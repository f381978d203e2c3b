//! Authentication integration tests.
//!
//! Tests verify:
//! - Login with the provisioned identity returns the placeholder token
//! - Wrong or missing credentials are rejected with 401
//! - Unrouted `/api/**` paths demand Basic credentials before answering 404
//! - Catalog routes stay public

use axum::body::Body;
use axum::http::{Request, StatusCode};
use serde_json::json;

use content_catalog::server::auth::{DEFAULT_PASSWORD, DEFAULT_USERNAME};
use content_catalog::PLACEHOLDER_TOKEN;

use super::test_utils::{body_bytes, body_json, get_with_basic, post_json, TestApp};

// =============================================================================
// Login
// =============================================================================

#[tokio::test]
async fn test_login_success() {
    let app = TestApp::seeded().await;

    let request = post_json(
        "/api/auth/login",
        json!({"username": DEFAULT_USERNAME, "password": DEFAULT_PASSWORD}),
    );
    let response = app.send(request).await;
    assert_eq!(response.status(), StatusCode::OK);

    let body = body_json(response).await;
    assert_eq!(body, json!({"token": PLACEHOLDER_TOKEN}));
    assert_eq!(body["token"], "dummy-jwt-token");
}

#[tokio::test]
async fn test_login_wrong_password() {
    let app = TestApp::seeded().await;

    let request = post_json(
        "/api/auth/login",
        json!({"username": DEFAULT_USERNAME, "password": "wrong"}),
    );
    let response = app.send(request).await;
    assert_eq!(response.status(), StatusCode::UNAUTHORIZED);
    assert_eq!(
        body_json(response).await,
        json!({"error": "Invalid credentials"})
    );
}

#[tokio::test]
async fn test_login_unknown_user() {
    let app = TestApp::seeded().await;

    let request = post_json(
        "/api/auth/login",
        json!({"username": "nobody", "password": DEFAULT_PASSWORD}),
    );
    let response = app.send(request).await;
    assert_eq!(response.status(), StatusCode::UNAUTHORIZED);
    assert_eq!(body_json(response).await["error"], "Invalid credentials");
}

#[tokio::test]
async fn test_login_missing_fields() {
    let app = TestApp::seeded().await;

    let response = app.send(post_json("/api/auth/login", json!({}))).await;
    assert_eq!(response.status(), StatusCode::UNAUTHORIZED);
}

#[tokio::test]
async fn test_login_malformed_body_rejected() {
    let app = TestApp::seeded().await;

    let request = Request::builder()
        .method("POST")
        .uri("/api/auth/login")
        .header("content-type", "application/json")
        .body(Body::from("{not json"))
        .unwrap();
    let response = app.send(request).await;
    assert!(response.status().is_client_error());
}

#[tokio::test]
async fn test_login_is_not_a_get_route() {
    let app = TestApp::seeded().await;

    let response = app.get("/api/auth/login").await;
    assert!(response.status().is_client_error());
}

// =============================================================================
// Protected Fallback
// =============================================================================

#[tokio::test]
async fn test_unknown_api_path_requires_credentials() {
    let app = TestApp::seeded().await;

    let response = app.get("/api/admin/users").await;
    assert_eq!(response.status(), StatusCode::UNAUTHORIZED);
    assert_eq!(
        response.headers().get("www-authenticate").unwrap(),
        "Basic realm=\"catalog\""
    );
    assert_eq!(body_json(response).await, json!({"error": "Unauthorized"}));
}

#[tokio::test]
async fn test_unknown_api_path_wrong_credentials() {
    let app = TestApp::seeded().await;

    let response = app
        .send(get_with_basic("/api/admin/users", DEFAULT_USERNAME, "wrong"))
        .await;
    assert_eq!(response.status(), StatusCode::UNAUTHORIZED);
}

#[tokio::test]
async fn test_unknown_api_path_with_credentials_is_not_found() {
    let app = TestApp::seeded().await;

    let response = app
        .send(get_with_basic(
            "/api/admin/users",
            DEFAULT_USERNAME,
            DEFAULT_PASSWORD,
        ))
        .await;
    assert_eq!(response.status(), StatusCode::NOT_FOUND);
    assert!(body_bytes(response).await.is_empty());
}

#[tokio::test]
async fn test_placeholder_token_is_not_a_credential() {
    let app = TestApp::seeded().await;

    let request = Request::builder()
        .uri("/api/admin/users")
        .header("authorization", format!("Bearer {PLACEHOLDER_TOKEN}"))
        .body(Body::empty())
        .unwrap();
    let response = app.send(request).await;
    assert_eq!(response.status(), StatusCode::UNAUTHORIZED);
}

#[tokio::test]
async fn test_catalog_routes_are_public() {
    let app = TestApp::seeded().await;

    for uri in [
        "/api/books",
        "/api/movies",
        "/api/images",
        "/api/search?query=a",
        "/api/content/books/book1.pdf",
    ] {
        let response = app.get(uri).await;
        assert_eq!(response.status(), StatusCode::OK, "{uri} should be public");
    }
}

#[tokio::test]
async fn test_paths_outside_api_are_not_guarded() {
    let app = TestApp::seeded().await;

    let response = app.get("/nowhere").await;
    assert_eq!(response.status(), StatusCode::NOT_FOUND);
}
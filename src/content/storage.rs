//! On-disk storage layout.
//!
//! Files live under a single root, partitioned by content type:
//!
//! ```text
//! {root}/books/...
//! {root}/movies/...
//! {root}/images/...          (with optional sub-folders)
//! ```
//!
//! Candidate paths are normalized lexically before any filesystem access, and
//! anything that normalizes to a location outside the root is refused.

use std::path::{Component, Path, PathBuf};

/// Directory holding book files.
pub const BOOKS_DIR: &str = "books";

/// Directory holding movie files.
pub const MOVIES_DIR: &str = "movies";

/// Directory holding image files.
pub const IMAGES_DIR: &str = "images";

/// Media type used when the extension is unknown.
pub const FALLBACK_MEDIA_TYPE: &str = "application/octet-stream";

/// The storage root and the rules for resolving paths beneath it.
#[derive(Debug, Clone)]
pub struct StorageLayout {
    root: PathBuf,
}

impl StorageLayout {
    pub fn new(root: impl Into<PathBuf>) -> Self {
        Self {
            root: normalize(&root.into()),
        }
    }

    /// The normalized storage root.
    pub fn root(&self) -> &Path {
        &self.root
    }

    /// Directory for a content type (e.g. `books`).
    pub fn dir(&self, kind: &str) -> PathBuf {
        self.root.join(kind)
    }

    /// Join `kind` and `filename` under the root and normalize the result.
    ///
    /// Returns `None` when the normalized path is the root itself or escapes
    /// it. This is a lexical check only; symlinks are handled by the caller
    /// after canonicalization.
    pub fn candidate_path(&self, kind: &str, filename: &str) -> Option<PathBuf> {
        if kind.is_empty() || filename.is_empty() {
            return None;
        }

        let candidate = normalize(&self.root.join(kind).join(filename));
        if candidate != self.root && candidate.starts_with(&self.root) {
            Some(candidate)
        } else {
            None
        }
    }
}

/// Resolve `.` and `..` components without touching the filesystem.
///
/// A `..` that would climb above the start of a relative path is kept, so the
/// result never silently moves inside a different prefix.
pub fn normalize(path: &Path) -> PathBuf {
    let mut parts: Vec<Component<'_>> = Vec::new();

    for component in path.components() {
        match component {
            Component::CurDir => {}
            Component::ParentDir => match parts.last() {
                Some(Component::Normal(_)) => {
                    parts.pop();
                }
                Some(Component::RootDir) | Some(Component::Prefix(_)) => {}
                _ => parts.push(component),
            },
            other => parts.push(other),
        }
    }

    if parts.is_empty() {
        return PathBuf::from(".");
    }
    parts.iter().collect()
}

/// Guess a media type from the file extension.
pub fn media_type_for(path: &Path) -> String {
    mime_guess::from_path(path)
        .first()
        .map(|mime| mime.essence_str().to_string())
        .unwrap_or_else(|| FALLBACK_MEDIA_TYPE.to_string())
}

◆ ◆ ◆ ◆ ◆ ◆ ◆

- _Required work_: What are the lines from the one with "the file extension." through the end of the entries? Give them again exactly, both end lines included.

- _Result for this exercise_:
/// Guess a media type from the file extension.
pub fn media_type_for(path: &Path) -> String {
    mime_guess::from_path(path)
        .first()
        .map(|mime| mime.essence_str().to_string())
        .unwrap_or_else(|| FALLBACK_MEDIA_TYPE.to_string())
}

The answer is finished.